As a family doc some parents have told me that they do not want their child to get the HPV (human papillomavirus) vaccine. Some parents fear that their child may have a dangerous reaction to the vaccine, or that the vaccine is not necessary as their child is not sexually active. Worldwide, over half a million women are diagnosed with threatening cervical cancer and about 260,000 women die from cervical cancer every year. It is the 4th most common cancer in women.

As a mother, I can understand the reluctance that a parent may have after hearing “horror stories” about a childhood vaccination or children getting injured after HPV vaccination. However, as a health professional, I know that benefits of vaccination outweigh the risks of not vaccinating.
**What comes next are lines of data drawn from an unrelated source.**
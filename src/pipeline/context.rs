//! The continuation handed to every handler callback.

use std::cell::RefCell;
use std::fmt;
use tracing::{trace, warn};

use crate::error::{PipelineError, Result};
use crate::pipeline::handler::Handler;
use crate::pipeline::message::Message;
use crate::pipeline::node::{Chain, NodeId, Target};
use crate::pipeline::pipeline::{Mutation, Pipeline};

/// A handler's position in the chain during one `fire_*` call.
///
/// The `fire_*` methods continue the current event past this node: inbound
/// and lifecycle events toward Tail, outbound messages toward Head. A handler
/// that does not call one of them ends the event at its node.
///
/// The chain is read-locked for as long as a context exists, so structural
/// changes requested from inside a handler go through [`Context::schedule`].
pub struct Context<'a, S> {
    pipeline: &'a Pipeline<S>,
    chain: &'a Chain<S>,
    node: NodeId,
    deferred: &'a RefCell<Vec<Mutation<S>>>,
}

impl<'a, S: 'static> Context<'a, S> {
    pub(crate) fn new(
        pipeline: &'a Pipeline<S>,
        chain: &'a Chain<S>,
        node: NodeId,
        deferred: &'a RefCell<Vec<Mutation<S>>>,
    ) -> Self {
        Self {
            pipeline,
            chain,
            node,
            deferred,
        }
    }

    fn at(&self, node: NodeId) -> Context<'a, S> {
        Context { node, ..*self }
    }

    fn handler(&self) -> Option<&'a dyn Handler<S>> {
        self.chain.node(self.node).handler_ref().map(|h| h.as_ref())
    }

    /// Name of the node this context belongs to.
    pub fn name(&self) -> &'a str {
        self.chain.node(self.node).name()
    }

    /// Queue a structural change. It is applied once the outermost `fire_*`
    /// call has finished dispatching and released the chain.
    pub fn schedule(&self, mutation: Mutation<S>) {
        trace!(node = self.name(), mutation = ?mutation, "Deferred chain mutation");
        self.deferred.borrow_mut().push(mutation);
    }

    /// Start a new outbound message at Tail, as if the application sent it.
    pub fn send(&self, session: &S, msg: Message, channel: u32) -> Result<()> {
        self.at(self.chain.tail).fire_message_sent(session, msg, channel)
    }

    pub fn fire_session_opened(&self, session: &S) -> Result<()> {
        match self.chain.node(self.node).routes.opened {
            Target::Node(id) => {
                let next = self.at(id);
                match next.handler().and_then(|h| h.as_opened()) {
                    Some(listener) => next.guard(session, listener.session_opened(session, &next)),
                    None => next.fire_session_opened(session),
                }
            }
            Target::Edge => self.pipeline.edge().session_opened(session),
        }
    }

    pub fn fire_session_closed(&self, session: &S) -> Result<()> {
        match self.chain.node(self.node).routes.closed {
            Target::Node(id) => {
                let next = self.at(id);
                match next.handler().and_then(|h| h.as_closed()) {
                    Some(listener) => next.guard(session, listener.session_closed(session, &next)),
                    None => next.fire_session_closed(session),
                }
            }
            Target::Edge => self.pipeline.edge().session_closed(session),
        }
    }

    pub fn fire_exception_caught(&self, session: &S, error: PipelineError) -> Result<()> {
        match self.chain.node(self.node).routes.exception {
            Target::Node(id) => {
                let next = self.at(id);
                match next.handler().and_then(|h| h.as_exception()) {
                    Some(listener) => {
                        next.guard(session, listener.exception_caught(session, error, &next))
                    }
                    None => next.fire_exception_caught(session, error),
                }
            }
            Target::Edge => self.pipeline.edge().exception_caught(session, error),
        }
    }

    pub fn fire_message_received(&self, session: &S, msg: Message, channel: u32) -> Result<()> {
        let (target, cached) = self.chain.route_received(self.node, msg.type_id());
        self.pipeline.metrics().route_lookup(cached);
        trace!(
            from = self.name(),
            message_type = msg.type_name(),
            channel,
            cached,
            "Routing received message"
        );
        match target {
            Target::Node(id) => {
                let next = self.at(id);
                match next.handler().and_then(|h| h.as_received()) {
                    Some(listener) => next.guard(
                        session,
                        listener.message_received(session, msg, channel, &next),
                    ),
                    None => next.fire_message_received(session, msg, channel),
                }
            }
            Target::Edge => {
                self.pipeline.metrics().unclaimed_received();
                self.pipeline.edge().message_received(session, msg, channel)
            }
        }
    }

    /// Continue an outbound message toward Head.
    pub fn fire_message_sent(&self, session: &S, msg: Message, channel: u32) -> Result<()> {
        let (target, cached) = self.chain.route_sending(self.node, msg.type_id());
        self.pipeline.metrics().route_lookup(cached);
        trace!(
            from = self.name(),
            message_type = msg.type_name(),
            channel,
            cached,
            "Routing outbound message"
        );
        match target {
            Target::Node(id) => {
                let next = self.at(id);
                match next.handler().and_then(|h| h.as_sending()) {
                    Some(listener) => next.guard(
                        session,
                        listener.message_sending(session, msg, channel, &next),
                    ),
                    None => next.fire_message_sent(session, msg, channel),
                }
            }
            Target::Edge => {
                self.pipeline.metrics().outbound_at_edge();
                self.pipeline.edge().message_sent(session, msg, channel)
            }
        }
    }

    /// Turn a handler failure at this node into an exception event for the
    /// rest of the chain. Failures that were already routed pass through.
    fn guard(&self, session: &S, result: Result<()>) -> Result<()> {
        match result {
            Ok(()) => Ok(()),
            Err(error) if error.is_dispatched() => Err(error),
            Err(error) => {
                warn!(node = self.name(), error = %error, "Handler failed");
                self.pipeline.metrics().handler_failure();
                let error = PipelineError::HandlerDispatch {
                    node: self.name().to_string(),
                    source: Box::new(error),
                };
                self.fire_exception_caught(session, error)
            }
        }
    }
}

impl<S> fmt::Debug for Context<'_, S> {
    fn fmt(&self, f: &mut fmt::Formatter<'_>) -> fmt::Result {
        f.debug_struct("Context").field("node", &self.node).finish()
    }
}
My daughter Madi will be getting the HPV vaccine to help protect her from cancers in adulthood. 

What Exactly is Human Papillomavirus or HPV?
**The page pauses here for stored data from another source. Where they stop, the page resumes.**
//! Tokio codec over the default wire format, for transports built on
//! `tokio_util::codec::Framed`.

use bytes::BytesMut;
use tokio_util::codec::{Decoder, Encoder};

use crate::core::frame::Frame;
use crate::core::framer::LengthPrefixedFramer;
use crate::error::PipelineError;

#[derive(Debug, Clone, Copy, Default)]
pub struct FrameCodec {
    framer: LengthPrefixedFramer,
}

impl FrameCodec {
    pub fn new(framer: LengthPrefixedFramer) -> Self {
        Self { framer }
    }
}

impl Decoder for FrameCodec {
    type Item = Frame;
    type Error = PipelineError;

    fn decode(&mut self, src: &mut BytesMut) -> Result<Option<Frame>, PipelineError> {
        self.framer.decode_one(src)
    }
}

impl Encoder<Frame> for FrameCodec {
    type Error = PipelineError;

    fn encode(&mut self, item: Frame, dst: &mut BytesMut) -> Result<(), PipelineError> {
        self.framer.encode_one(&item, dst)
    }
}
//! stl-daemon library target.
//!
//! Exposes the router, state and poller for integration tests.
//! The binary `main.rs` depends on this library target.

pub mod api_types;
pub mod poller;
pub mod routes;
pub mod state;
HPV is a virus that only infects humans and is the most common sexually transmitted infection. There are over 100 types of HPV, only some of them are sexually transmitted and can cause genital warts or cancers of the cervix (a part of the woman’s anatomy situated at the top of the vagina) and cancers of the penis. The virus itself is spread through sexual intercourse or contact of genitals or the infected area and infects both men and women. 70% of precancerous lesions and revival cancers are caused by two types of HPV (16 and 18), however other “strains” of HPV are associated with illnesses like genital warts.

What are the Signs and Symptoms of HPV Infection?
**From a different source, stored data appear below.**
//! In-memory gateway for tests.
//!
//! Serves canned histories and account records keyed by address. Failures
//! and latency can be injected to exercise the fetch-failure and
//! overlapping-poll paths without a node.

use std::collections::HashMap;
use std::sync::atomic::{AtomicBool, AtomicUsize, Ordering};
use std::sync::Mutex;
use std::time::Duration;

use serde_json::Value;
use stl_schemas::amount::drops_to_native;
use stl_schemas::{AccountInfo, LedgerAddress, RawTransaction};

use crate::{GatewayError, LedgerGateway, TxQuery};

#[derive(Default)]
struct StubState {
    histories: HashMap<String, Vec<RawTransaction>>,
    accounts: HashMap<String, AccountInfo>,
    connect_error: Option<GatewayError>,
    request_error: Option<GatewayError>,
    delay: Option<Duration>,
    last_limit: Option<u32>,
}

#[derive(Default)]
pub struct StubGateway {
    state: Mutex<StubState>,
    connected: AtomicBool,
    connect_calls: AtomicUsize,
    history_calls: AtomicUsize,
}

impl StubGateway {
    pub fn new() -> Self {
        Self::default()
    }

    fn with_state<R>(&self, f: impl FnOnce(&mut StubState) -> R) -> R {
        let mut guard = match self.state.lock() {
            Ok(g) => g,
            Err(poisoned) => poisoned.into_inner(),
        };
        f(&mut guard)
    }

    pub fn set_history(&self, address: &LedgerAddress, history: Vec<RawTransaction>) {
        self.with_state(|s| {
            s.histories.insert(address.as_str().to_string(), history);
        });
    }

    /// Same as [`set_history`](Self::set_history) but from raw `account_tx`
    /// entries. Non-object entries are dropped.
    pub fn set_history_json(&self, address: &LedgerAddress, entries: &[Value]) {
        let history = entries.iter().filter_map(RawTransaction::from_entry).collect();
        self.set_history(address, history);
    }

    pub fn set_account(
        &self,
        address: &LedgerAddress,
        balance_drops: &str,
        owner_count: u32,
        sequence: u32,
    ) {
        let info = AccountInfo {
            address: address.clone(),
            balance: drops_to_native(balance_drops).unwrap_or_default(),
            balance_drops: balance_drops.to_string(),
            owner_count,
            sequence,
        };
        self.with_state(|s| {
            s.accounts.insert(address.as_str().to_string(), info);
        });
    }

    /// Make `connect()` fail with `err` (or succeed again with `None`).
    pub fn fail_connect(&self, err: Option<GatewayError>) {
        self.with_state(|s| s.connect_error = err);
    }

    /// Make every request fail with `err` (or succeed again with `None`).
    pub fn fail_requests(&self, err: Option<GatewayError>) {
        self.with_state(|s| s.request_error = err);
    }

    /// Sleep this long inside each history request.
    pub fn set_delay(&self, delay: Option<Duration>) {
        self.with_state(|s| s.delay = delay);
    }

    pub fn is_connected(&self) -> bool {
        self.connected.load(Ordering::SeqCst)
    }

    pub fn connect_calls(&self) -> usize {
        self.connect_calls.load(Ordering::SeqCst)
    }

    pub fn history_calls(&self) -> usize {
        self.history_calls.load(Ordering::SeqCst)
    }

    pub fn last_limit(&self) -> Option<u32> {
        self.with_state(|s| s.last_limit)
    }

    fn precheck(&self) -> Result<(), GatewayError> {
        if !self.is_connected() {
            return Err(GatewayError::NotConnected);
        }
        match self.with_state(|s| s.request_error.clone()) {
            Some(err) => Err(err),
            None => Ok(()),
        }
    }
}

#[async_trait::async_trait]
impl LedgerGateway for StubGateway {
    fn name(&self) -> &'static str {
        "stub"
    }

    async fn connect(&self) -> Result<(), GatewayError> {
        self.connect_calls.fetch_add(1, Ordering::SeqCst);
        if let Some(err) = self.with_state(|s| s.connect_error.clone()) {
            return Err(err);
        }
        self.connected.store(true, Ordering::SeqCst);
        Ok(())
    }

    async fn disconnect(&self) {
        self.connected.store(false, Ordering::SeqCst);
    }

    async fn account_info(&self, address: &LedgerAddress) -> Result<AccountInfo, GatewayError> {
        self.precheck()?;
        self.with_state(|s| s.accounts.get(address.as_str()).cloned())
            .ok_or_else(|| GatewayError::Api {
                code: "actNotFound".to_string(),
                message: "Account not found.".to_string(),
            })
    }

    async fn account_transactions(
        &self,
        address: &LedgerAddress,
        limit: u32,
        _query: TxQuery,
    ) -> Result<Vec<RawTransaction>, GatewayError> {
        self.history_calls.fetch_add(1, Ordering::SeqCst);
        self.precheck()?;

        let delay = self.with_state(|s| {
            s.last_limit = Some(limit);
            s.delay
        });
        if let Some(d) = delay {
            tokio::time::sleep(d).await;
        }

        let mut history = self
            .with_state(|s| s.histories.get(address.as_str()).cloned())
            .unwrap_or_default();
        history.truncate(limit as usize);
        Ok(history)
    }
}

#[cfg(test)]
mod tests {
    use super::*;
    use crate::LedgerSession;
    use serde_json::json;

    fn hub() -> LedgerAddress {
        LedgerAddress::parse("rL6UxaJR8WkyYmDzBtDP14t9vhCpLDyTDe").unwrap()
    }

    #[tokio::test]
    async fn history_is_truncated_to_limit() {
        let gw = StubGateway::new();
        gw.set_history_json(
            &hub(),
            &[json!({"hash": "A"}), json!({"hash": "B"}), json!(42), json!({"hash": "C"})],
        );

        let session = LedgerSession::open(&gw).await.unwrap();
        let got = session
            .account_transactions(&hub(), 2, TxQuery::default())
            .await
            .unwrap();
        session.close().await;

        let hashes: Vec<_> = got.iter().filter_map(|t| t.hash.as_deref()).collect();
        assert_eq!(hashes, vec!["A", "B"]);
        assert_eq!(gw.last_limit(), Some(2));
    }

    #[tokio::test]
    async fn unknown_account_is_act_not_found() {
        let gw = StubGateway::new();
        let session = LedgerSession::open(&gw).await.unwrap();
        let err = session.account_info(&hub()).await.unwrap_err();
        session.close().await;
        assert!(err.is_account_not_found());
    }

    #[tokio::test]
    async fn injected_failures_surface() {
        let gw = StubGateway::new();
        gw.fail_connect(Some(GatewayError::Timeout));
        assert_eq!(
            LedgerSession::open(&gw).await.err(),
            Some(GatewayError::Timeout)
        );

        gw.fail_connect(None);
        gw.fail_requests(Some(GatewayError::Transport("boom".into())));
        let session = LedgerSession::open(&gw).await.unwrap();
        let err = session
            .account_transactions(&hub(), 5, TxQuery::default())
            .await
            .unwrap_err();
        session.close().await;
        assert_eq!(err, GatewayError::Transport("boom".into()));
    }
}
The majority of infections do not cause any symptoms. It can lead to genital and non-genital warts. Persistent infection may cause precancerous lesions and potentially cervical cancer

What Can Happen When Your Body Does Not Clear an HPV Infection? 

The majority of HPV infections go away on their own and do not cause health problems, but some do not. For women who obtain regular Pap-Smears, these may detect low-grade changes of the cells on the cervix. These cellular changes can be transient and may not necessarily develop into a full blown cancer, but it is important to have proper follow-up because HPV related cancers can be life-threatening.

What Type of Cancers is HPV Linked To?

  • Cervical Cancer: Virtually all cases of cervical cancer are attributable to HPV infection.
  • Penile Cancer
  • Cancers of the anus
  • Vulvar and Vaginal Cancer 
  • Cancers of the head and neck – HPV can result in changes in tissues within the mouth and throat. 

Who is At Risk For HPV Infection? 

Genital HPV infections are most often transmitted through sexual contact (genital-genital, or anal-genital). The strongest predictor of genital HPV infection is sexual activity, therefore anybody who is sexually active could be at risk for HPV infection. This is why vaccination as well as regular cancer screening with your family doctor is important. The biggest risk factors for HPV include:

  • Having more sexual partners increases the likelihood of HPV infection
  • Early first sexual intercourse
  • Use of tobacco and smoking 
  • Being immunosuppression (for example: having HIV) 

The HPV Vaccine is Important because it protects against up to 9 strains of Human Papillomavirus and Can Protect You from Developing an HPV Infection

There are currently 3 vaccines available – cervarix, gardasil and gardasil 9. In Canada and the US only gardasil 9 is available.

Gardasil 9 protects against 9 different strains of HPV. HPV strains 16 and 18 are responsible for about 70% of cervical cancers worldwide. Gardisil 9 also covers 7 other strains of HPV that put men and women at risk of anal and genital cancers.

These gardasil vaccine is 3 doses given over 6 months (at 0, 2, and 6 months).  

Who should get the HPV Vaccination?

HPV vaccination is recommended for both females and males. It works best when it is given before a person gets infected with HPV so therefore before somebody starts having sexual intercourse. The Advisory Committee on Immunization Practices (ACIP) in the United States recommends the following:

  • For young boys and girls: The HPV vaccination is recommended for boys and girls aged 11 to 12 years old. The vaccine can be safely administered to young boys and girls as early as 9 years old. 
  • The HPV vaccine is recommended to everyone 9-45 years old
  • For females aged 13-26, and males aged 13-21 that missed the vaccination of did not get all the shots they needed, they can “catch-up” on the vaccination.

This post was co-authored by Stephanie Liu, MD, MSc, CCFP, BHSc and Suzanne Black, MD, BSc.